Each line of the listing below must be set down exactly.

## Data to process
*** Block opens ***

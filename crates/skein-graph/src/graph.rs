use rustc_hash::FxBuildHasher;
use std::collections::BTreeMap;

type HashMap<K, V> = hashbrown::HashMap<K, V, FxBuildHasher>;

/// Node position attribute, serialized as `"x,y"`.
pub const POS_KEY: &str = "pos";
/// Pinned flag attribute, `"0"` or `"1"`. Pinned nodes are excluded from automatic movement.
pub const PINNED_KEY: &str = "pinned";
/// Marker attribute for nodes the host treats specially; carried through layout untouched.
pub const SPECIAL_KEY: &str = "special";

#[derive(Debug, Clone)]
struct NodeEntry {
    id: String,
    attrs: BTreeMap<String, String>,
}

/// An ordered pair of node ids. Direction is ignored for connectivity purposes.
#[derive(Debug, Clone, PartialEq, Eq)]
pub struct Edge {
    pub from: String,
    pub to: String,
    /// Optional link-type label from the description format.
    pub kind: Option<String>,
}

/// Insertion-ordered multigraph with per-node string attributes.
///
/// Nodes are addressed by stable string ids. Parallel edges and self-loops are legal;
/// incident-edge queries cover both directions.
#[derive(Debug, Clone, Default)]
pub struct Graph {
    nodes: Vec<NodeEntry>,
    node_index: HashMap<String, usize>,
    edges: Vec<Edge>,
    // Edge indices incident to each node, aligned with `nodes`. A self-loop is recorded once.
    incident: Vec<Vec<usize>>,
}

impl Graph {
    pub fn new() -> Self {
        Self::default()
    }

    pub fn node_count(&self) -> usize {
        self.nodes.len()
    }

    pub fn edge_count(&self) -> usize {
        self.edges.len()
    }

    pub fn is_empty(&self) -> bool {
        self.nodes.is_empty()
    }

    pub fn has_node(&self, id: &str) -> bool {
        self.node_index.contains_key(id)
    }

    /// Adds the node if it is not present; returns its index in insertion order.
    pub fn ensure_node(&mut self, id: impl Into<String>) -> usize {
        let id = id.into();
        if let Some(&idx) = self.node_index.get(&id) {
            return idx;
        }
        let idx = self.nodes.len();
        self.nodes.push(NodeEntry {
            id: id.clone(),
            attrs: BTreeMap::new(),
        });
        self.node_index.insert(id, idx);
        self.incident.push(Vec::new());
        idx
    }

    pub fn node_id(&self, idx: usize) -> &str {
        &self.nodes[idx].id
    }

    pub fn node_index_of(&self, id: &str) -> Option<usize> {
        self.node_index.get(id).copied()
    }

    /// Node ids in insertion order.
    pub fn node_ids(&self) -> impl Iterator<Item = &str> {
        self.nodes.iter().map(|n| n.id.as_str())
    }

    pub fn add_edge(
        &mut self,
        from: impl Into<String>,
        to: impl Into<String>,
        kind: Option<String>,
    ) {
        let from = from.into();
        let to = to.into();
        let from_idx = self.ensure_node(from.clone());
        let to_idx = self.ensure_node(to.clone());

        let edge_idx = self.edges.len();
        self.edges.push(Edge { from, to, kind });
        self.incident[from_idx].push(edge_idx);
        if to_idx != from_idx {
            self.incident[to_idx].push(edge_idx);
        }
    }

    pub fn edges(&self) -> &[Edge] {
        &self.edges
    }

    /// Edges incident to `id`, irrespective of direction. Empty for unknown ids.
    pub fn node_edges(&self, id: &str) -> impl Iterator<Item = &Edge> {
        let indices = self
            .node_index
            .get(id)
            .map(|&idx| self.incident[idx].as_slice())
            .unwrap_or(&[]);
        indices.iter().map(|&e| &self.edges[e])
    }

    pub fn degree(&self, id: &str) -> usize {
        self.node_index
            .get(id)
            .map(|&idx| self.incident[idx].len())
            .unwrap_or(0)
    }

    pub fn attr(&self, id: &str, key: &str) -> Option<&str> {
        let &idx = self.node_index.get(id)?;
        self.nodes[idx].attrs.get(key).map(String::as_str)
    }

    /// Sets an attribute, adding the node if needed.
    pub fn set_attr(&mut self, id: &str, key: impl Into<String>, value: impl Into<String>) {
        let idx = self.ensure_node(id);
        self.nodes[idx].attrs.insert(key.into(), value.into());
    }

    pub fn attrs(&self, id: &str) -> Option<&BTreeMap<String, String>> {
        let &idx = self.node_index.get(id)?;
        Some(&self.nodes[idx].attrs)
    }

    pub fn position(&self, id: &str) -> Option<(f64, f64)> {
        let raw = self.attr(id, POS_KEY)?;
        let (x, y) = raw.split_once(',')?;
        Some((x.trim().parse().ok()?, y.trim().parse().ok()?))
    }

    pub fn set_position(&mut self, id: &str, x: f64, y: f64) {
        self.set_attr(id, POS_KEY, format!("{x},{y}"));
    }

    pub fn pinned(&self, id: &str) -> bool {
        self.attr(id, PINNED_KEY) == Some("1")
    }

    pub fn set_pinned(&mut self, id: &str, pinned: bool) {
        self.set_attr(id, PINNED_KEY, if pinned { "1" } else { "0" });
    }

    pub fn is_special(&self, id: &str) -> bool {
        self.attr(id, SPECIAL_KEY) == Some("1")
    }
}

*** Block closes ***

## Response box
filename crates/skein-graph/src/graph.rs
use rustc_hash::FxBuildHasher;
use std::collections::BTreeMap;

type HashMap<K, V> = hashbrown::HashMap<K, V, FxBuildHasher>;

/// Node position attribute, serialized as `"x,y"`.
pub const POS_KEY: &str = "pos";
/// Pinned flag attribute, `"0"` or `"1"`. Pinned nodes are excluded from automatic movement.
pub const PINNED_KEY: &str = "pinned";
/// Marker attribute for nodes the host treats specially; carried through layout untouched.
pub const SPECIAL_KEY: &str = "special";

#[derive(Debug, Clone)]
struct NodeEntry {
    id: String,
    attrs: BTreeMap<String, String>,
}

/// An ordered pair of node ids. Direction is ignored for connectivity purposes.
#[derive(Debug, Clone, PartialEq, Eq)]
pub struct Edge {
    pub from: String,
    pub to: String,
    /// Optional link-type label from the description format.
    pub kind: Option<String>,
}

/// Insertion-ordered multigraph with per-node string attributes.
///
/// Nodes are addressed by stable string ids. Parallel edges and self-loops are legal;
/// incident-edge queries cover both directions.
#[derive(Debug, Clone, Default)]
pub struct Graph {
    nodes: Vec<NodeEntry>,
    node_index: HashMap<String, usize>,
    edges: Vec<Edge>,
    // Edge indices incident to each node, aligned with `nodes`. A self-loop is recorded once.
    incident: Vec<Vec<usize>>,
}

impl Graph {
    pub fn new() -> Self {
        Self::default()
    }

    pub fn node_count(&self) -> usize {
        self.nodes.len()
    }

    pub fn edge_count(&self) -> usize {
        self.edges.len()
    }

    pub fn is_empty(&self) -> bool {
        self.nodes.is_empty()
    }

    pub fn has_node(&self, id: &str) -> bool {
        self.node_index.contains_key(id)
    }

    /// Adds the node if it is not present; returns its index in insertion order.
    pub fn ensure_node(&mut self, id: impl Into<String>) -> usize {
        let id = id.into();
        if let Some(&idx) = self.node_index.get(&id) {
            return idx;
        }
        let idx = self.nodes.len();
        self.nodes.push(NodeEntry {
            id: id.clone(),
            attrs: BTreeMap::new(),
        });
        self.node_index.insert(id, idx);
        self.incident.push(Vec::new());
        idx
    }

    pub fn node_id(&self, idx: usize) -> &str {
        &self.nodes[idx].id
    }

    pub fn node_index_of(&self, id: &str) -> Option<usize> {
        self.node_index.get(id).copied()
    }

    /// Node ids in insertion order.
    pub fn node_ids(&self) -> impl Iterator<Item = &str> {
        self.nodes.iter().map(|n| n.id.as_str())
    }

    pub fn add_edge(
        &mut self,
        from: impl Into<String>,
        to: impl Into<String>,
        kind: Option<String>,
    ) {
        let from = from.into();
        let to = to.into();
        let from_idx = self.ensure_node(from.clone());
        let to_idx = self.ensure_node(to.clone());

        let edge_idx = self.edges.len();
        self.edges.push(Edge { from, to, kind });
        self.incident[from_idx].push(edge_idx);
        if to_idx != from_idx {
            self.incident[to_idx].push(edge_idx);
        }
    }

    pub fn edges(&self) -> &[Edge] {
        &self.edges
    }

    /// Edges incident to `id`, irrespective of direction. Empty for unknown ids.
    pub fn node_edges(&self, id: &str) -> impl Iterator<Item = &Edge> {
        let indices = self
            .node_index
            .get(id)
            .map(|&idx| self.incident[idx].as_slice())
            .unwrap_or(&[]);
        indices.iter().map(|&e| &self.edges[e])
    }

    pub fn degree(&self, id: &str) -> usize {
        self.node_index
            .get(id)
            .map(|&idx| self.incident[idx].len())
            .unwrap_or(0)
    }

    pub fn attr(&self, id: &str, key: &str) -> Option<&str> {
        let &idx = self.node_index.get(id)?;
        self.nodes[idx].attrs.get(key).map(String::as_str)
    }

    /// Sets an attribute, adding the node if needed.
    pub fn set_attr(&mut self, id: &str, key: impl Into<String>, value: impl Into<String>) {
        let idx = self.ensure_node(id);
        self.nodes[idx].attrs.insert(key.into(), value.into());
    }

    pub fn attrs(&self, id: &str) -> Option<&BTreeMap<String, String>> {
        let &idx = self.node_index.get(id)?;
        Some(&self.nodes[idx].attrs)
    }

    pub fn position(&self, id: &str) -> Option<(f64, f64)> {
        let raw = self.attr(id, POS_KEY)?;
        let (x, y) = raw.split_once(',')?;
        Some((x.trim().parse().ok()?, y.trim().parse().ok()?))
    }

    pub fn set_position(&mut self, id: &str, x: f64, y: f64) {
        self.set_attr(id, POS_KEY, format!("{x},{y}"));
    }

    pub fn pinned(&self, id: &str) -> bool {
        self.attr(id, PINNED_KEY) == Some("1")
    }

    pub fn set_pinned(&mut self, id: &str, pinned: bool) {
        self.set_attr(id, PINNED_KEY, if pinned { "1" } else { "0" });
    }

    pub fn is_special(&self, id: &str) -> bool {
        self.attr(id, SPECIAL_KEY) == Some("1")
    }
}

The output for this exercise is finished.